Psychoeducation can be provided at any point in time when it appears that negative self-defeating beliefs are making an appearance.
The first basic or general step in psychoeducation is the basic concept of the relationship between Thoughts, Feelings and Behaviours (TFBs). The idea that thoughts, feelings and behaviours all influence one another is particularly important. Thoughts can influence feelings and behaviours, but equally, how we feel physiologically can influence our thoughts and behaviours, and if we behave in certain ways this can change our thoughts and feelings.
Most of the mutual influences and interactions between thoughts, feelings and behaviours happen outside of conscious awareness. CBT teaches us to think about our thinking, and how thinking interacts with feelings and behaviours. That is, to bring autonomous processes into conscious awareness and control.
A second basic step is to explain some core cognitive concepts such as thinking styles, negative automatic thoughts, core beliefs, self-schemas and self-defeating beliefs.
An important concept in cognitive therapy is that thoughts can be grouped into three (3) types or levels (Leahy, 2003):
- automatic thoughts;
- assumptions and
- core beliefs or schemas.
If we look behind the automatic thoughts we tend to find some underlying assumptions, and behind the assumptions will be core beliefs.

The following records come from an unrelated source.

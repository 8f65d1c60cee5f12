//! Integration test infrastructure.
//!
//! This module provides commands for running integration tests against
//! real infrastructure (Redis via Docker).
//!
//! # Usage
//!
//! ```bash
//! # Run tests for both backends (in-memory + Redis)
//! cargo xtask integration
//!
//! # Run only the in-memory backend tests
//! cargo xtask integration --memory
//!
//! # Run only the Redis backend tests (requires Docker)
//! cargo xtask integration --redis
//!
//! # Skip container management (assumes Redis is already running)
//! cargo xtask integration --redis --no-docker
//! ```

pub mod error;

pub use error::{IntegrationError, Result};

use std::time::Duration;

use crate::dev::containers::{
    detect_runtime, start_container, stop_container, wait_for_health, ContainerRuntime, REDIS_SPEC,
};
use crate::prelude::*;

/// Integration test command.
#[derive(Debug, clap::Parser)]
#[command(long_about = "Run integration tests against real infrastructure.

This command manages Docker containers for local testing and runs the
test suite against real store backends.

By default, it runs tests for both the in-memory and Redis backends.
The command automatically starts the Redis container and stops it
afterward.

Environment variables:
  REDIS_URL    - Override Redis URL (default: redis://localhost:6379)")]
pub struct IntegrationCommand {
    // Backend flags
    /// Run only the in-memory backend tests.
    #[arg(long, conflicts_with = "redis")]
    pub memory: bool,

    /// Run only the Redis backend tests (requires Docker).
    #[arg(long, conflicts_with = "memory")]
    pub redis: bool,

    // Container management flags
    /// Skip Docker container management (assume Redis is already running).
    #[arg(long)]
    pub no_docker: bool,

    /// Keep containers running after tests complete.
    #[arg(long)]
    pub keep_containers: bool,

    /// Timeout in seconds for container health checks.
    #[arg(long, default_value = "30")]
    pub health_timeout: u64,
}

/// Main entry point for integration command.
pub async fn run(command: IntegrationCommand, global: crate::Global) -> Result<()> {
    // Determine which backends to test
    // If neither flag is set, run both; otherwise run only the specified one
    let run_memory = command.memory || !command.redis;
    let run_redis = command.redis || !command.memory;

    if !global.is_silent() {
        aprintln!("{}", p_b("Integration Tests"));
        aprintln!();
        aprintln!(
            "{} Backends: {}",
            p_b("Config:"),
            if run_memory && run_redis {
                "Memory + Redis"
            } else if run_memory {
                "Memory"
            } else {
                "Redis"
            }
        );
        aprintln!();
    }

    // Detect container runtime if we need containers
    let needs_containers = run_redis && !command.no_docker;
    let runtime = if needs_containers {
        Some(detect_runtime(false).await?)
    } else {
        None
    };

    // Track whether we started the Redis container
    let mut redis_started = false;

    let mut all_passed = true;

    // Run in-memory backend tests
    if run_memory {
        if !global.is_silent() {
            aprintln!(
                "{} {}",
                p_b("🔧"),
                p_b("Running in-memory backend tests...")
            );
        }

        if !run_tests_with_features("memory", vec![], &global).await? {
            all_passed = false;
        }
    }

    // Run Redis backend tests (requires Docker)
    if run_redis {
        if !global.is_silent() {
            aprintln!("{} {}", p_b("🔧"), p_b("Running Redis backend tests..."));
        }

        // Start Redis container if needed
        if !command.no_docker {
            let rt = runtime.expect("runtime should be detected when containers are needed");
            redis_started = start_redis_container(command.health_timeout, &global, rt).await?;
        } else if !global.is_silent() {
            aprintln!(
                "{} {}",
                p_y("⚠️"),
                "Skipping Redis container management (--no-docker)"
            );
        }

        let env_vars = vec![("REDIS_URL", "redis://localhost:6379")];

        if !run_tests_with_features("redis", env_vars, &global).await? {
            all_passed = false;
        }
    }

    // Cleanup containers
    if !command.keep_containers {
        if let Some(rt) = runtime {
            if redis_started {
                stop_redis_container(&global, rt).await?;
            }
        }
    } else if redis_started && !global.is_silent() {
        aprintln!(
            "{} {}",
            p_y("⚠️"),
            "Containers left running (--keep-containers)"
        );
    }

    aprintln!();
    if all_passed {
        aprintln!("{} {}", p_g("✅"), p_g("All integration tests passed!"));
        Ok(())
    } else {
        aprintln!("{} {}", p_r("❌"), p_r("Some integration tests failed"));
        Err(IntegrationError::TestFailed(
            "One or more test suites failed".to_string(),
        ))
    }
}

/// Run tests with a specific backend feature.
async fn run_tests_with_features(
    backend: &str,
    env_vars: Vec<(&str, &str)>,
    global: &crate::Global,
) -> Result<bool> {
    if !global.is_silent() {
        aprintln!("{} Running with features: {}", p_b("  →"), p_y(backend));
    }

    // Build the command
    let mut cmd = tokio::process::Command::new("cargo");
    cmd.args([
        "test",
        "-p",
        "boxoffice",
        "--features",
        backend,
        "--no-default-features",
    ]);

    // Add environment variables
    for (key, value) in env_vars {
        cmd.env(key, value);
    }

    let status = cmd.status().await?;

    if status.success() {
        if !global.is_silent() {
            aprintln!("{} {} tests passed", p_g("✅"), backend);
        }
        Ok(true)
    } else {
        aprintln!("{} {} tests failed", p_r("❌"), backend);
        Ok(false)
    }
}

/// Start the Redis container.
async fn start_redis_container(
    timeout_secs: u64,
    global: &crate::Global,
    runtime: ContainerRuntime,
) -> Result<bool> {
    // Check if container is already running
    let cmd = crate::dev::containers::runtime_command(runtime);
    let ps_output = tokio::process::Command::new(cmd)
        .args(["ps", "-q", "-f", &format!("name={}", REDIS_SPEC.name)])
        .output()
        .await?;

    if !String::from_utf8_lossy(&ps_output.stdout).trim().is_empty() {
        if !global.is_silent() {
            aprintln!("{} {}", p_y("⚠️"), "Redis container already running");
        }
        return Ok(false); // Container exists but we didn't start it
    }

    if !global.is_silent() {
        aprintln!("{} {}", p_b("🐳"), "Starting Redis container...");
    }

    // Start container using the container module
    start_container(runtime, &REDIS_SPEC).await?;

    // Wait for container to be healthy
    if !global.is_silent() {
        aprintln!(
            "{} {}",
            p_b("⏳"),
            format!("Waiting for Redis health (max {}s)...", timeout_secs)
        );
    }

    wait_for_health(runtime, &REDIS_SPEC, Duration::from_secs(timeout_secs)).await?;

    if !global.is_silent() {
        aprintln!("{} {}", p_g("✅"), "Redis is ready");
    }

    Ok(true)
}

/// Stop the Redis container.
async fn stop_redis_container(global: &crate::Global, runtime: ContainerRuntime) -> Result<()> {
    if !global.is_silent() {
        aprintln!("{} {}", p_b("🐳"), "Stopping Redis container...");
    }

    stop_container(runtime, REDIS_SPEC.name).await?;

    if !global.is_silent() {
        aprintln!("{} {}", p_g("✅"), "Redis container stopped");
    }

    Ok(())
}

Negative automatic thoughts come spontaneously and appear valid on the surface, but can involve a range of specific biases or distortions such as mind reading, personalising, or labelling e.g. “She doesn’t like me”. Emotional vulnerability to such thoughts is exacerbated by underlying assumptions or rules e.g. “If I don’t get approval from everyone then I am worthless” and underlying personal schemas e.g. “I am unlovable” or “I am worthless”. Maladaptive assumptions are typically rigid, over-inclusive rules that are impossible to attain.
A third general step in psychoeducation is to explain that negative self-defeating beliefs often persist when our experience gets narrow and biased (e.g. avoidance of stressful situations), but that if we can find a way to broaden our experience we can test our beliefs with evidence. Then we might find that some of our beliefs are not true or that our views were too extreme.
Following the general basics, psychoeducation should focus on providing information relevant to the kinds of beliefs or schemas likely to be affecting the individual client. For example young people who have a history of rejection and neglect from parents will often have self-schemas characterised by extremely low self-worth and beliefs that they are unlovable. Young people with a history of failure at school are likely to have beliefs that they are stupid and incompetent.
The material in C4i is based on Gray, Maguen & Litz, (2007) unless otherwise stated.